## Listed records
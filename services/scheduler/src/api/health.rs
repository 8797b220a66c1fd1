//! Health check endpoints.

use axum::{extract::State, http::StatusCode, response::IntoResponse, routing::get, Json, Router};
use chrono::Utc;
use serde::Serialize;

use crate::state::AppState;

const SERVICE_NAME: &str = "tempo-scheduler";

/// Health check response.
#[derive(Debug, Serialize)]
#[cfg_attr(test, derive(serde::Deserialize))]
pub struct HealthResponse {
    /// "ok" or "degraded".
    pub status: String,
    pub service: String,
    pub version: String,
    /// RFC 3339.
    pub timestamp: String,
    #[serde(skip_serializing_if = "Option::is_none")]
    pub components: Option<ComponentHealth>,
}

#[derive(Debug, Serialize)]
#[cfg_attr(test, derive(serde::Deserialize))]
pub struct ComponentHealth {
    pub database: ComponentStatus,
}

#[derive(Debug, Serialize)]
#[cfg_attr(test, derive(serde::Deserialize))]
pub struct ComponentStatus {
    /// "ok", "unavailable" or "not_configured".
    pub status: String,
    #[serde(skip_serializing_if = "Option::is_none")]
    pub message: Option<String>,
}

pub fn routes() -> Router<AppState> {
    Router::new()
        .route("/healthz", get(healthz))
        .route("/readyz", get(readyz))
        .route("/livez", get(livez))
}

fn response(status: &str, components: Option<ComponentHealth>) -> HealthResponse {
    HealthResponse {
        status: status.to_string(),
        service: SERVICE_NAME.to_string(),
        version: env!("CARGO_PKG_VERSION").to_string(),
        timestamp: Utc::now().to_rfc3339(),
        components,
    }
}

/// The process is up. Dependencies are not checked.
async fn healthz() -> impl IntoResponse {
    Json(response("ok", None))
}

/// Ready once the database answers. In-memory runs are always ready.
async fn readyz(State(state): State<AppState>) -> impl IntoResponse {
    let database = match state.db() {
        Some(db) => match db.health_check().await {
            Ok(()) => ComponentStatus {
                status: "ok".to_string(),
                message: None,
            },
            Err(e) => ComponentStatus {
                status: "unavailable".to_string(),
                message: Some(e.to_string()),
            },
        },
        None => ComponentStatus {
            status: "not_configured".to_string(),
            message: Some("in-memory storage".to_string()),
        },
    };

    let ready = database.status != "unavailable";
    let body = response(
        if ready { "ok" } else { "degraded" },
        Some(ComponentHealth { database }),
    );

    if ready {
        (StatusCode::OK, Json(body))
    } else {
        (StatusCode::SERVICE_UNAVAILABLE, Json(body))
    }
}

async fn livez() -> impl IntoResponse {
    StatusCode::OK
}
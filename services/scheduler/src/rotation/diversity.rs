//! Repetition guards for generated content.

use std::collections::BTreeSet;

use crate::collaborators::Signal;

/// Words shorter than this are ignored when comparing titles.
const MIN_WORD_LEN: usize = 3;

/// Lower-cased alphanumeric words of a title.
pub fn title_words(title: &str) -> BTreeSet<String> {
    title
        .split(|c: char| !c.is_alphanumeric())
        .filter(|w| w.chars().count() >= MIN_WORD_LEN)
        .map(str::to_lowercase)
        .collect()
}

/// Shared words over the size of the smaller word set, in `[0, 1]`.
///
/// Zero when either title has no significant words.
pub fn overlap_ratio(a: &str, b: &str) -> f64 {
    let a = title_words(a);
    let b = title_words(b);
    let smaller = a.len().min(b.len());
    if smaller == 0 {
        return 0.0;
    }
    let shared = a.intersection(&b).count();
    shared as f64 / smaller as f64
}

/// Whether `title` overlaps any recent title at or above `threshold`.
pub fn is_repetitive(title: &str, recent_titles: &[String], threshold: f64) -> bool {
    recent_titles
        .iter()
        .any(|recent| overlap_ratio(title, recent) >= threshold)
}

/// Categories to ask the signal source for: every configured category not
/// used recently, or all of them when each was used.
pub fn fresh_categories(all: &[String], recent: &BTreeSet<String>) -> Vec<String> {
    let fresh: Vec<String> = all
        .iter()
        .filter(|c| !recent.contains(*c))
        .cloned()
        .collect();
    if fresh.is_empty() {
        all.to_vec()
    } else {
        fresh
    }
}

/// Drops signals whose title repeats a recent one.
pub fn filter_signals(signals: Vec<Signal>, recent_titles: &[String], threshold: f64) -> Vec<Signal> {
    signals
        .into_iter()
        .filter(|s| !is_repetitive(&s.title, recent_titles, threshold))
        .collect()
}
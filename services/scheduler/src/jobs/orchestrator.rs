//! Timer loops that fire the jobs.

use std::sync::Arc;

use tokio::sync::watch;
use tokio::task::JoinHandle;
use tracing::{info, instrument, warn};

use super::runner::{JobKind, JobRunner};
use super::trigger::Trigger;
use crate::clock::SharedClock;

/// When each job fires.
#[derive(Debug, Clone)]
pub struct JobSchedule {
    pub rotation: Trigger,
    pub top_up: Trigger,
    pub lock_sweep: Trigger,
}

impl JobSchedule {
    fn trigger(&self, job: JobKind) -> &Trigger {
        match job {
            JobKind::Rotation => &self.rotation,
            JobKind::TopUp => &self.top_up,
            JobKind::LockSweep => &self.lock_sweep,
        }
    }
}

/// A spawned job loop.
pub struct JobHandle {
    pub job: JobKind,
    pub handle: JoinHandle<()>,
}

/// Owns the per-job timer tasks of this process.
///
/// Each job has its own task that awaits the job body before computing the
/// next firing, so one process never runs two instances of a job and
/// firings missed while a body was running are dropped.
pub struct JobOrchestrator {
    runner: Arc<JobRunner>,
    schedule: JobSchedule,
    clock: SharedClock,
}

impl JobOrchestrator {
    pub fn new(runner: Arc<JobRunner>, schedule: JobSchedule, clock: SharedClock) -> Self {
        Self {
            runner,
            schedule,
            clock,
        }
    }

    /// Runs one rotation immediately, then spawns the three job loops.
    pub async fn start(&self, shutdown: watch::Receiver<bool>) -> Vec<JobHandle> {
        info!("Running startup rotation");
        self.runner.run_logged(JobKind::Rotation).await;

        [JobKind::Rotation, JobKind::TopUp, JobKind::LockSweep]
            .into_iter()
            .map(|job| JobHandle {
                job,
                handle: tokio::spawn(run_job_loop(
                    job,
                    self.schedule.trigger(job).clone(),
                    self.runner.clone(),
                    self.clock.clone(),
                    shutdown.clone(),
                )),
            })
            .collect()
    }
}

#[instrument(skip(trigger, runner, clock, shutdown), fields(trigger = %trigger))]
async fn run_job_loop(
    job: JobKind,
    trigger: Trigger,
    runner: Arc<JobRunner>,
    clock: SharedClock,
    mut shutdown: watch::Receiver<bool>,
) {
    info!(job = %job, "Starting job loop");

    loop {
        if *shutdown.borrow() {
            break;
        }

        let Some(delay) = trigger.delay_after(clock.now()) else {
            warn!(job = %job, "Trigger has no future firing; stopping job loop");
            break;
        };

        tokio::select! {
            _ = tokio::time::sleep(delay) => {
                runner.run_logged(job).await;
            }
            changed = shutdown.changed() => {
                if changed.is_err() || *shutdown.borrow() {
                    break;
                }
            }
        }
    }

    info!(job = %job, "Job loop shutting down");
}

--

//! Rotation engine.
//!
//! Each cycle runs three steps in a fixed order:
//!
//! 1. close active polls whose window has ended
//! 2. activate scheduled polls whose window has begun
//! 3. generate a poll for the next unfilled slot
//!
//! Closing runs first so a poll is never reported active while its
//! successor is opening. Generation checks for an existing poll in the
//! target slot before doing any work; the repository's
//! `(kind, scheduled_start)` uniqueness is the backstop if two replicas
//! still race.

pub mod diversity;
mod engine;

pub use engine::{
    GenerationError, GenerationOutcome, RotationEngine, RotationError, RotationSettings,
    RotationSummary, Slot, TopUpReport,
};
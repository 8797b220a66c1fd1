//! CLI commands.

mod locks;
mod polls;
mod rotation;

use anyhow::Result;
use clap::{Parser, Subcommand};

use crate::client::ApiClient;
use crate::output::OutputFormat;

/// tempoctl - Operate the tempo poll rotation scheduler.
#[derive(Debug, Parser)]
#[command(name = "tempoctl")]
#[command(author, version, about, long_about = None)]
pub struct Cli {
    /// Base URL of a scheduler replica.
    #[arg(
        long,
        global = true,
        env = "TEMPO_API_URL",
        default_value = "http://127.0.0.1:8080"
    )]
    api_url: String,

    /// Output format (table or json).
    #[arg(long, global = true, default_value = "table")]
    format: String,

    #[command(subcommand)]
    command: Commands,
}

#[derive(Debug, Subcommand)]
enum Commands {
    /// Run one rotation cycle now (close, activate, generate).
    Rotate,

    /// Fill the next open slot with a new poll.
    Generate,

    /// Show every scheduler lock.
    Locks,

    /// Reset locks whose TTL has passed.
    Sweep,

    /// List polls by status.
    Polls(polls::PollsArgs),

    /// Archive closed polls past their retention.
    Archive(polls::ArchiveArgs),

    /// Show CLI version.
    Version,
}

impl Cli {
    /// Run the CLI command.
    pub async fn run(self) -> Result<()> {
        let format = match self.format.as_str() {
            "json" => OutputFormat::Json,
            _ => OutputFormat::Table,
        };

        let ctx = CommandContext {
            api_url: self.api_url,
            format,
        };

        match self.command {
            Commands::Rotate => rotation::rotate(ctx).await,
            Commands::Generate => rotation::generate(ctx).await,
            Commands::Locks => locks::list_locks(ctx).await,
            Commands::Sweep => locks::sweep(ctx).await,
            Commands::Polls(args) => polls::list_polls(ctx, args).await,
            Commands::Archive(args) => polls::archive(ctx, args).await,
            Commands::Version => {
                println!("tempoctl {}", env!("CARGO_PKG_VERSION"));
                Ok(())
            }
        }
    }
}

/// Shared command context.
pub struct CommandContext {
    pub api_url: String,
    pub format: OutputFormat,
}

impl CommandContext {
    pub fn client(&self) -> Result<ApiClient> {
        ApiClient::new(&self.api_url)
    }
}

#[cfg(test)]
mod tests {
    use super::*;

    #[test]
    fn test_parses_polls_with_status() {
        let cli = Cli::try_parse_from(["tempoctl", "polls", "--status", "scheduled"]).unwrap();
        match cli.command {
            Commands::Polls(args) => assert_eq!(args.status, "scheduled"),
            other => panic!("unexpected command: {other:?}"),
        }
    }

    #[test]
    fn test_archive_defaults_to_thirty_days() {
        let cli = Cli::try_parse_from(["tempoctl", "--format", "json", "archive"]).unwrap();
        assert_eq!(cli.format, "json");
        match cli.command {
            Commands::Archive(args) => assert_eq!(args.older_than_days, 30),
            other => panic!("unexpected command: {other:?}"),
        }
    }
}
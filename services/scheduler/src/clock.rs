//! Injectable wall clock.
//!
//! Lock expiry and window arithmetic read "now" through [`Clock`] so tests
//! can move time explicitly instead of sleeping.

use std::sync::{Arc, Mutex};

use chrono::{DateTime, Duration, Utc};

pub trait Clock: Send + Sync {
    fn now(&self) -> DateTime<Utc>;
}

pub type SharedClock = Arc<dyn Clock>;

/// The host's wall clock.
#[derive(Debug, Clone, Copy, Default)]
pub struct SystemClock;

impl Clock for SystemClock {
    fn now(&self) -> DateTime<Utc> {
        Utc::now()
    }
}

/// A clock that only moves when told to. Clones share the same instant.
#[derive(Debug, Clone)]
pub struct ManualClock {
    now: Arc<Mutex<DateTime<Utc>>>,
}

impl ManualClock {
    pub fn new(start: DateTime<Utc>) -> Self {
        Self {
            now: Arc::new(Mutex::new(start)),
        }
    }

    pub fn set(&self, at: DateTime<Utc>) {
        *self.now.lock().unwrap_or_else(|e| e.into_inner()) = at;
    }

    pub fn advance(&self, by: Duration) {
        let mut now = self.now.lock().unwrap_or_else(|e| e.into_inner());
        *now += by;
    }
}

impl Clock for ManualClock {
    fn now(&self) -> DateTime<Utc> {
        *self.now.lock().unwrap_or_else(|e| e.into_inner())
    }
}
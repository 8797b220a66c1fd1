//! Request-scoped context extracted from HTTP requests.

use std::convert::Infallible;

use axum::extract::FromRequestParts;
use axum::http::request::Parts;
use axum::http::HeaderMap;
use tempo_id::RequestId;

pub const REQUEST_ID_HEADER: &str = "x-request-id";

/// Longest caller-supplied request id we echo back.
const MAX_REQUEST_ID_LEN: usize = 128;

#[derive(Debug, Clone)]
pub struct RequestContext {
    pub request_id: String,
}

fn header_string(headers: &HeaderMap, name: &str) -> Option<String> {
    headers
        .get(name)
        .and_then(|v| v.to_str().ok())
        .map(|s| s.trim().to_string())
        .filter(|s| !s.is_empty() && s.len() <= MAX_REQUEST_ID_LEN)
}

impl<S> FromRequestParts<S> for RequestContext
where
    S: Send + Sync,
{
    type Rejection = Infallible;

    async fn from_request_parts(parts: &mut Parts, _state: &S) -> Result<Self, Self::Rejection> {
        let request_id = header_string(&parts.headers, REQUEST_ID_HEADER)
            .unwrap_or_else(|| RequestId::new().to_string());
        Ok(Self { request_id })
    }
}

## About this task
Determine how many lines in the entries above contain the word "HealthResponse", and respond with the number alone.

## Result
3